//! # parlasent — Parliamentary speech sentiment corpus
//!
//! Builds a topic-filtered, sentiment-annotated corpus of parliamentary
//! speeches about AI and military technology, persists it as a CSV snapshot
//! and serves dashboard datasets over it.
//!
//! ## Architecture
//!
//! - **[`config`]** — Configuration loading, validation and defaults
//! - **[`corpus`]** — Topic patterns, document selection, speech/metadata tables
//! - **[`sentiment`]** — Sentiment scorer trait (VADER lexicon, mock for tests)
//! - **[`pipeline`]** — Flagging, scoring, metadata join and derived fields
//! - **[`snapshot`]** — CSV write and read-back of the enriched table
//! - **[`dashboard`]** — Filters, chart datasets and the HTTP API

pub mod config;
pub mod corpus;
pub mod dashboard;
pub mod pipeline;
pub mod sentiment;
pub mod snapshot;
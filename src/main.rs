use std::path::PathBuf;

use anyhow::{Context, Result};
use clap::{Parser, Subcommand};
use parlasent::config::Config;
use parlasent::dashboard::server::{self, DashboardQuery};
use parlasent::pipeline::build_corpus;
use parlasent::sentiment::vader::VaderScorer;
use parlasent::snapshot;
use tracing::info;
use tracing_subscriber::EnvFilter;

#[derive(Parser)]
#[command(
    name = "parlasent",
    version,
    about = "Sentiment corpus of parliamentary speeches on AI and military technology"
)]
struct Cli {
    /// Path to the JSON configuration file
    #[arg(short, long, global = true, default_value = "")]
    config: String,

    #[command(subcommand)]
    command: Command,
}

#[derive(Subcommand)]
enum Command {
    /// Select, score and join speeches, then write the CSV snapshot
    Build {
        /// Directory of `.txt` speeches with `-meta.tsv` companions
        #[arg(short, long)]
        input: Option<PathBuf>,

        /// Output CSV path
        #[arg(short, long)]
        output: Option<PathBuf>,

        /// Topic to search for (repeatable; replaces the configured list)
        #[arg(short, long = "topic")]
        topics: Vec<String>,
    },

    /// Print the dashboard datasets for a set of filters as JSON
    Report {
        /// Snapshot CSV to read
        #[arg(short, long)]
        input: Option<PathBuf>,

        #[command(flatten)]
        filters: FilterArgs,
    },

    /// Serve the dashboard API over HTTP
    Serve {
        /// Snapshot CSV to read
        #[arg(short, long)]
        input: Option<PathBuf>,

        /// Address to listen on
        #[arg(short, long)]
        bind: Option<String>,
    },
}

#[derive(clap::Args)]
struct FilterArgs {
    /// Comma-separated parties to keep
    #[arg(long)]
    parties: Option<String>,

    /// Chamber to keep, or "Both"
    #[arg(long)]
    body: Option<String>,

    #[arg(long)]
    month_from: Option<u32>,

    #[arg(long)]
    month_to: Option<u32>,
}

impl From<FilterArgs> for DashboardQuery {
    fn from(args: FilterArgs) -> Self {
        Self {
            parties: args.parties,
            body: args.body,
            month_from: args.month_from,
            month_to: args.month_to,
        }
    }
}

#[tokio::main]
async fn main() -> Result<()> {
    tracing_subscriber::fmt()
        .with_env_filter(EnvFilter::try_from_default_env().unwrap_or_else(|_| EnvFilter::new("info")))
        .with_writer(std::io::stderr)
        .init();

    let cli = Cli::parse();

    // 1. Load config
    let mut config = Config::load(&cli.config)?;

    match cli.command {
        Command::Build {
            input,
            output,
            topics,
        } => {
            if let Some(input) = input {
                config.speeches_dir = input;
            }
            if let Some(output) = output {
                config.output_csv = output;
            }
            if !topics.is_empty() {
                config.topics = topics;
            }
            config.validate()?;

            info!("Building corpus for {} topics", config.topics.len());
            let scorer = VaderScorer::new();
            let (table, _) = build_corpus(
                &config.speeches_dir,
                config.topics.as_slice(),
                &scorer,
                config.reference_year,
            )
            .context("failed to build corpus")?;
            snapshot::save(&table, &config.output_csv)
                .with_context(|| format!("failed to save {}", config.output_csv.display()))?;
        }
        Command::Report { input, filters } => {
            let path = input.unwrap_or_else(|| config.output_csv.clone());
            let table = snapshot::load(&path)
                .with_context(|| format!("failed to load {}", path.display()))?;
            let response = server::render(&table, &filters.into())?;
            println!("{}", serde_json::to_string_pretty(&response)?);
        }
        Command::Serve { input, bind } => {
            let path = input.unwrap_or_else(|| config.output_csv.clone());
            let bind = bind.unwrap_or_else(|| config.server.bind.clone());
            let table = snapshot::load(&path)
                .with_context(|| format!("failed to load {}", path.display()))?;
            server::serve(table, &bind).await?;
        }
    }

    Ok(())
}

——

_EXERCISE_
Only lines with the word "failed" are needed. Copy them from the preceding records.

_FINISHED TASK_
            .context("failed to build corpus")?;
                .with_context(|| format!("failed to save {}", config.output_csv.display()))?;
                .with_context(|| format!("failed to load {}", path.display()))?;
                .with_context(|| format!("failed to load {}", path.display()))?;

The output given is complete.